Let's revisit the English-Algebra scatter plot. When we join the two clusters, we can remember the cluster distance and plot it in a graph. Say, we join George and Lea, where their distance is about 5. Then we could add Phil to the George-Lea cluster, with the distance, say, 6. Then Bill and Ian with a distance of 7. And then, a while later on, I add Maya to Phil-Lea-George at a distance of 15. We can represent this merging of the clusters in a graph, hand-drawn here in the depiction below.

The cluster merging graph that we are showing here is called a dendrogram. Dendrogram visualizes a structure of hierarchical clustering. Dendrogram lines never cross, as the clustering starts with clusters close to each other, and cluster distances we find when iteratively merging the clusters grow larger and larger.

To construct hierarchical clustering in Orange, we first need to measure distances. We have done this already in a previous chapter, where we used Distances widget. We will use Euclidean distance, and only for this data set, we will not normalize the data. We now use these distances, send them to Hierarchical Clustering widget and construct the dendrogram.

We are still working on the two-dimensional data set, hence the use of Select Columns to pick only English and Algebra grades from our example dataset.

We may remember from our writing on distances that Lea, George, and Phil should be close, and that Maya and Eve join this cluster later.

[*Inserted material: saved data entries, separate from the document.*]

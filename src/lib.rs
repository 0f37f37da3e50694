//! contentdash - social media content analytics client library
//!
//! This library provides the core of the contentdash CLI: a persisted
//! session, a typed facade over the analytics backend, a per-user table
//! store kept in local storage, and the page renderers built on top.
//!
//! # Architecture
//!
//! The library is organized into the following modules:
//!
//! - `api`: Remote API facade (`DashboardApi` trait and reqwest client)
//! - `session`: Current user, hydrated from and persisted to local storage
//! - `tables`: User-owned grids with templates and column summaries
//! - `storage`: SQLite-backed key/value storage
//! - `views`: Page renderers and the route guard
//! - `commands`: Command handlers wiring the above together
//! - `config`: Configuration management and validation
//! - `error`: Error types and result aliases
//! - `cli`: Command-line interface definition
//!
//! # Example
//!
//! ```no_run
//! use contentdash::api::{DashboardApi, HttpApiClient};
//! use contentdash::Config;
//!
//! #[tokio::main]
//! async fn main() -> anyhow::Result<()> {
//!     let config = Config::default();
//!     config.validate()?;
//!
//!     let api = HttpApiClient::new(&config.api)?;
//!     let stats = api.get_summary().await?;
//!     println!("{} items", stats.total_items);
//!     Ok(())
//! }
//! ```

pub mod api;
pub mod cli;
pub mod commands;
pub mod config;
pub mod error;
pub mod session;
pub mod storage;
pub mod tables;
pub mod views;

// Re-export commonly used types
pub use api::{DashboardApi, HttpApiClient};
pub use config::Config;
pub use error::{ApiError, DashError, Result};
pub use session::{Session, SessionStore};
pub use tables::{Table, TableStore};

#[cfg(test)]
pub mod test_utils;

Also, the distance between Bill and Ian is small, but they are far from the George-Lea-and-the-others cluster. We can notice all these relations, and inspect the entire clustering structure from the dendrogram above.

We can now cut the dendrogram to expose the groups. Here, we cut it such that we get three clusters. Where are they in the scatter plot? The Hierarchical Clustering widget emits the Selected Data signal. Here, by cutting the dendrogram, we selected all the data instances, so it should also include the information on the clusters.

We can use this workflow to experiment with the number of clusters by placing the cutoff line at different positions. Here is an example with four clusters where Bill and Ian are on their own. No wonder, as they are the only two performing well in both English and Algebra.

How many clusters are there in our data? Well, this is hard to say. Dendrogram visualizes the clustering structure, and it is usually up to domain experts, in this case, the teachers, to decide what they want. In any case, it is best to select the cut-off for the clustering where the number of clusters would not change under small perturbation of the data. Note, though, that everything we have done so far was on the two-dimensional data. We now need to move to higher number of dimensions.

Chapter 4: High Dimensions

So far we have performed hierarchical clustering in two dimensions. We used the course grades dataset, selecting only the scores in English and Algebra, and visualized them on a scatter plot. There, we developed the concepts of instance distances and distances between clusters. As a refresher: to measure the distance between two students, say, we summed the squared differences between their grades in Algebra and English. We referred to this as the Euclidean distance and noted that it comes from the Pythagorean theorem.

Just as a side note: using Euclidean distance with data with large number of dimensions hits the problem called the curse of dimensionality, where everything becomes similarly far away. We will skip this problem for now and assume Euclidean distance is just fine for any kind of data.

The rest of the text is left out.